> [Exercise aim]: Retype every record that appears below, unchanged.

> [The data]:
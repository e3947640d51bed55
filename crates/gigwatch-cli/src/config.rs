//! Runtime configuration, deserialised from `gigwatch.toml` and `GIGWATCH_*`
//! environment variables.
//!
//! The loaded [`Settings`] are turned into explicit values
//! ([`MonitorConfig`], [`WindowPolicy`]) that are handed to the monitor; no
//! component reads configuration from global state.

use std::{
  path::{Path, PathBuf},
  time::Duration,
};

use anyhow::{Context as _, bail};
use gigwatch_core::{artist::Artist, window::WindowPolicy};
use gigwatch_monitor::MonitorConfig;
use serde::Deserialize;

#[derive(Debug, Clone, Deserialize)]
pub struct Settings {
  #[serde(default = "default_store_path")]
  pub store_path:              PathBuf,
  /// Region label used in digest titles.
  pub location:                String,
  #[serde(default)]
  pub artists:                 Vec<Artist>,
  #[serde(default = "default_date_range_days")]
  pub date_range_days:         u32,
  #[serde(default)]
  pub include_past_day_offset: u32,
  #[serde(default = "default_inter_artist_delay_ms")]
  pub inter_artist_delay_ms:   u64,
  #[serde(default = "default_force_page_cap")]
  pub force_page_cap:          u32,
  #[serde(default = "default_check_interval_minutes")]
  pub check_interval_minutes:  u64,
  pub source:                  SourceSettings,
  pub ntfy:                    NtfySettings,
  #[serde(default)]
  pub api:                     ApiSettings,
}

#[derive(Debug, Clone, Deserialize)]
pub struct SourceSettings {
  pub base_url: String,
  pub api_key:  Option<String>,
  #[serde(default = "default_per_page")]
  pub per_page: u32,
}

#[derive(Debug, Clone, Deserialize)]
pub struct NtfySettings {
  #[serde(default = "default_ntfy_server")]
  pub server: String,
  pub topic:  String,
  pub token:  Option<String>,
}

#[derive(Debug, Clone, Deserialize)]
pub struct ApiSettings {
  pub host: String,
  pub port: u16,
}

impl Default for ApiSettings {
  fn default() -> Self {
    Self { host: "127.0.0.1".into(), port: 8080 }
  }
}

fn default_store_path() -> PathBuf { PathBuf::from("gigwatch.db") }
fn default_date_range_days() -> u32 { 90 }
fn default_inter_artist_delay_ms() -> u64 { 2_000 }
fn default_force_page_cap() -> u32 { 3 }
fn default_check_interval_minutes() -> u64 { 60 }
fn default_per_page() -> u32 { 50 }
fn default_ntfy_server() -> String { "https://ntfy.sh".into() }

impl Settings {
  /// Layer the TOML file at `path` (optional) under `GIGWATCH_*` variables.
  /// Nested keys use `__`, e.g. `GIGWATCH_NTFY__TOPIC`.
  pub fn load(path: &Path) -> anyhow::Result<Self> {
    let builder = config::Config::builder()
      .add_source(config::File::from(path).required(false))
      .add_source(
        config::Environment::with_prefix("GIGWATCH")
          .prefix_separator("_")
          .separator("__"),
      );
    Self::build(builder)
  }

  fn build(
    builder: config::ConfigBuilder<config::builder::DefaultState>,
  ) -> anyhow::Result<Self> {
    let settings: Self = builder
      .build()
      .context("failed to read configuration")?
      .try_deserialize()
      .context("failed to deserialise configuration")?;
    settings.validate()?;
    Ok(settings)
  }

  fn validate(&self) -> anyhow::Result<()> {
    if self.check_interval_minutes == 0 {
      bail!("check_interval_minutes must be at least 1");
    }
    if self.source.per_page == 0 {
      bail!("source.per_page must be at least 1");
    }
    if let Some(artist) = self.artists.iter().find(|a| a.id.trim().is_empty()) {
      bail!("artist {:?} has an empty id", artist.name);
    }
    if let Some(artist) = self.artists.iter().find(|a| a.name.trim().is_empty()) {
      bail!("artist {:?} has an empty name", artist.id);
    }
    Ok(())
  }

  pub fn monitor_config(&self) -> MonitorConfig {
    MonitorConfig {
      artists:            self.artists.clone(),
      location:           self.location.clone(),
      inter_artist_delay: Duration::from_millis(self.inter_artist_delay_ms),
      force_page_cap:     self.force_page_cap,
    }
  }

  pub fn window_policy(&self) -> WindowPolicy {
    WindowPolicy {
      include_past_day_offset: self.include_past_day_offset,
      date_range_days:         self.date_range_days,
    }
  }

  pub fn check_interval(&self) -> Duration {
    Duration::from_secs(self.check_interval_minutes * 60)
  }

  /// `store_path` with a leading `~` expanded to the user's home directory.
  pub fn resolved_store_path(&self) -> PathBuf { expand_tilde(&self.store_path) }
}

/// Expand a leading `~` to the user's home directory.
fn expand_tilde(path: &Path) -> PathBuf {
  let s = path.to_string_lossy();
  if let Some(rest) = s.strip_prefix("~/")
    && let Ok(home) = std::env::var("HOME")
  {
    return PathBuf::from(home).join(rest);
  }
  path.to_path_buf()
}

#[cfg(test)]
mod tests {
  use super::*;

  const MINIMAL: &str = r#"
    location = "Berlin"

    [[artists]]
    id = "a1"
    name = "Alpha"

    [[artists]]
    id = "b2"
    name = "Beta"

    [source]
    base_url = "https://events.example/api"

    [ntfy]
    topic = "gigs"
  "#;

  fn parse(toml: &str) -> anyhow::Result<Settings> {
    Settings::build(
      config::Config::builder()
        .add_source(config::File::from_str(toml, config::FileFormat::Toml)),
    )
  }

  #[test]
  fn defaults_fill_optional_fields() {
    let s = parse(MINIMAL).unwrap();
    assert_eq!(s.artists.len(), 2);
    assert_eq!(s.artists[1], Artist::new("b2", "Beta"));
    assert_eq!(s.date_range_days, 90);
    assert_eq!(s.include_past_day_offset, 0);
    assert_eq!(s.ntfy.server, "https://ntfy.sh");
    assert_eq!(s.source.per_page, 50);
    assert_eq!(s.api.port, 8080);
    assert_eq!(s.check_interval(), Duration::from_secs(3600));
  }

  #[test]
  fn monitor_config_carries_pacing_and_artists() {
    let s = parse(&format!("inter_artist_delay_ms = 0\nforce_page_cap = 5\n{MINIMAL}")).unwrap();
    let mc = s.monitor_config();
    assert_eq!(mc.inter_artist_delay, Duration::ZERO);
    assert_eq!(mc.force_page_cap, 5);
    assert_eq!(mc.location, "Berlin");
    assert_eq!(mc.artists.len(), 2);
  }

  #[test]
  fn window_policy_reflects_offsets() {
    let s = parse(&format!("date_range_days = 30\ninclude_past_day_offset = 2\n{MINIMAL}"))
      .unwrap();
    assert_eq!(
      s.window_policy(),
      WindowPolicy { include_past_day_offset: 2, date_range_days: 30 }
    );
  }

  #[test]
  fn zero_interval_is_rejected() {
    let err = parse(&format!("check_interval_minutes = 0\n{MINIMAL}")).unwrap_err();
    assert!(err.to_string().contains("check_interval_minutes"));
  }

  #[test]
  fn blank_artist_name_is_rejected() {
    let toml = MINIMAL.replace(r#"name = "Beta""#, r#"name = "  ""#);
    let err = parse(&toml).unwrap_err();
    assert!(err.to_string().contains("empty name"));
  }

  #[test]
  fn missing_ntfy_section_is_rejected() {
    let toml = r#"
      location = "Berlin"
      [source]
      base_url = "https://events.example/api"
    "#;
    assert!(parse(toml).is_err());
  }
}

> [Response area]:
repository e3947640d51bed55
filename crates/gigwatch-cli/src/config.rs
//! Runtime configuration, deserialised from `gigwatch.toml` and `GIGWATCH_*`
//! environment variables.
//!
//! The loaded [`Settings`] are turned into explicit values
//! ([`MonitorConfig`], [`WindowPolicy`]) that are handed to the monitor; no
//! component reads configuration from global state.

use std::{
  path::{Path, PathBuf},
  time::Duration,
};

use anyhow::{Context as _, bail};
use gigwatch_core::{artist::Artist, window::WindowPolicy};
use gigwatch_monitor::MonitorConfig;
use serde::Deserialize;

#[derive(Debug, Clone, Deserialize)]
pub struct Settings {
  #[serde(default = "default_store_path")]
  pub store_path:              PathBuf,
  /// Region label used in digest titles.
  pub location:                String,
  #[serde(default)]
  pub artists:                 Vec<Artist>,
  #[serde(default = "default_date_range_days")]
  pub date_range_days:         u32,
  #[serde(default)]
  pub include_past_day_offset: u32,
  #[serde(default = "default_inter_artist_delay_ms")]
  pub inter_artist_delay_ms:   u64,
  #[serde(default = "default_force_page_cap")]
  pub force_page_cap:          u32,
  #[serde(default = "default_check_interval_minutes")]
  pub check_interval_minutes:  u64,
  pub source:                  SourceSettings,
  pub ntfy:                    NtfySettings,
  #[serde(default)]
  pub api:                     ApiSettings,
}

#[derive(Debug, Clone, Deserialize)]
pub struct SourceSettings {
  pub base_url: String,
  pub api_key:  Option<String>,
  #[serde(default = "default_per_page")]
  pub per_page: u32,
}

#[derive(Debug, Clone, Deserialize)]
pub struct NtfySettings {
  #[serde(default = "default_ntfy_server")]
  pub server: String,
  pub topic:  String,
  pub token:  Option<String>,
}

#[derive(Debug, Clone, Deserialize)]
pub struct ApiSettings {
  pub host: String,
  pub port: u16,
}

impl Default for ApiSettings {
  fn default() -> Self {
    Self { host: "127.0.0.1".into(), port: 8080 }
  }
}

fn default_store_path() -> PathBuf { PathBuf::from("gigwatch.db") }
fn default_date_range_days() -> u32 { 90 }
fn default_inter_artist_delay_ms() -> u64 { 2_000 }
fn default_force_page_cap() -> u32 { 3 }
fn default_check_interval_minutes() -> u64 { 60 }
fn default_per_page() -> u32 { 50 }
fn default_ntfy_server() -> String { "https://ntfy.sh".into() }

impl Settings {
  /// Layer the TOML file at `path` (optional) under `GIGWATCH_*` variables.
  /// Nested keys use `__`, e.g. `GIGWATCH_NTFY__TOPIC`.
  pub fn load(path: &Path) -> anyhow::Result<Self> {
    let builder = config::Config::builder()
      .add_source(config::File::from(path).required(false))
      .add_source(
        config::Environment::with_prefix("GIGWATCH")
          .prefix_separator("_")
          .separator("__"),
      );
    Self::build(builder)
  }

  fn build(
    builder: config::ConfigBuilder<config::builder::DefaultState>,
  ) -> anyhow::Result<Self> {
    let settings: Self = builder
      .build()
      .context("failed to read configuration")?
      .try_deserialize()
      .context("failed to deserialise configuration")?;
    settings.validate()?;
    Ok(settings)
  }

  fn validate(&self) -> anyhow::Result<()> {
    if self.check_interval_minutes == 0 {
      bail!("check_interval_minutes must be at least 1");
    }
    if self.source.per_page == 0 {
      bail!("source.per_page must be at least 1");
    }
    if let Some(artist) = self.artists.iter().find(|a| a.id.trim().is_empty()) {
      bail!("artist {:?} has an empty id", artist.name);
    }
    if let Some(artist) = self.artists.iter().find(|a| a.name.trim().is_empty()) {
      bail!("artist {:?} has an empty name", artist.id);
    }
    Ok(())
  }

  pub fn monitor_config(&self) -> MonitorConfig {
    MonitorConfig {
      artists:            self.artists.clone(),
      location:           self.location.clone(),
      inter_artist_delay: Duration::from_millis(self.inter_artist_delay_ms),
      force_page_cap:     self.force_page_cap,
    }
  }

  pub fn window_policy(&self) -> WindowPolicy {
    WindowPolicy {
      include_past_day_offset: self.include_past_day_offset,
      date_range_days:         self.date_range_days,
    }
  }

  pub fn check_interval(&self) -> Duration {
    Duration::from_secs(self.check_interval_minutes * 60)
  }

  /// `store_path` with a leading `~` expanded to the user's home directory.
  pub fn resolved_store_path(&self) -> PathBuf { expand_tilde(&self.store_path) }
}

/// Expand a leading `~` to the user's home directory.
fn expand_tilde(path: &Path) -> PathBuf {
  let s = path.to_string_lossy();
  if let Some(rest) = s.strip_prefix("~/")
    && let Ok(home) = std::env::var("HOME")
  {
    return PathBuf::from(home).join(rest);
  }
  path.to_path_buf()
}

#[cfg(test)]
mod tests {
  use super::*;

  const MINIMAL: &str = r#"
    location = "Berlin"

    [[artists]]
    id = "a1"
    name = "Alpha"

    [[artists]]
    id = "b2"
    name = "Beta"

    [source]
    base_url = "https://events.example/api"

    [ntfy]
    topic = "gigs"
  "#;

  fn parse(toml: &str) -> anyhow::Result<Settings> {
    Settings::build(
      config::Config::builder()
        .add_source(config::File::from_str(toml, config::FileFormat::Toml)),
    )
  }

  #[test]
  fn defaults_fill_optional_fields() {
    let s = parse(MINIMAL).unwrap();
    assert_eq!(s.artists.len(), 2);
    assert_eq!(s.artists[1], Artist::new("b2", "Beta"));
    assert_eq!(s.date_range_days, 90);
    assert_eq!(s.include_past_day_offset, 0);
    assert_eq!(s.ntfy.server, "https://ntfy.sh");
    assert_eq!(s.source.per_page, 50);
    assert_eq!(s.api.port, 8080);
    assert_eq!(s.check_interval(), Duration::from_secs(3600));
  }

  #[test]
  fn monitor_config_carries_pacing_and_artists() {
    let s = parse(&format!("inter_artist_delay_ms = 0\nforce_page_cap = 5\n{MINIMAL}")).unwrap();
    let mc = s.monitor_config();
    assert_eq!(mc.inter_artist_delay, Duration::ZERO);
    assert_eq!(mc.force_page_cap, 5);
    assert_eq!(mc.location, "Berlin");
    assert_eq!(mc.artists.len(), 2);
  }

  #[test]
  fn window_policy_reflects_offsets() {
    let s = parse(&format!("date_range_days = 30\ninclude_past_day_offset = 2\n{MINIMAL}"))
      .unwrap();
    assert_eq!(
      s.window_policy(),
      WindowPolicy { include_past_day_offset: 2, date_range_days: 30 }
    );
  }

  #[test]
  fn zero_interval_is_rejected() {
    let err = parse(&format!("check_interval_minutes = 0\n{MINIMAL}")).unwrap_err();
    assert!(err.to_string().contains("check_interval_minutes"));
  }

  #[test]
  fn blank_artist_name_is_rejected() {
    let toml = MINIMAL.replace(r#"name = "Beta""#, r#"name = "  ""#);
    let err = parse(&toml).unwrap_err();
    assert!(err.to_string().contains("empty name"));
  }

  #[test]
  fn missing_ntfy_section_is_rejected() {
    let toml = r#"
      location = "Berlin"
      [source]
      base_url = "https://events.example/api"
    "#;
    assert!(parse(toml).is_err());
  }
}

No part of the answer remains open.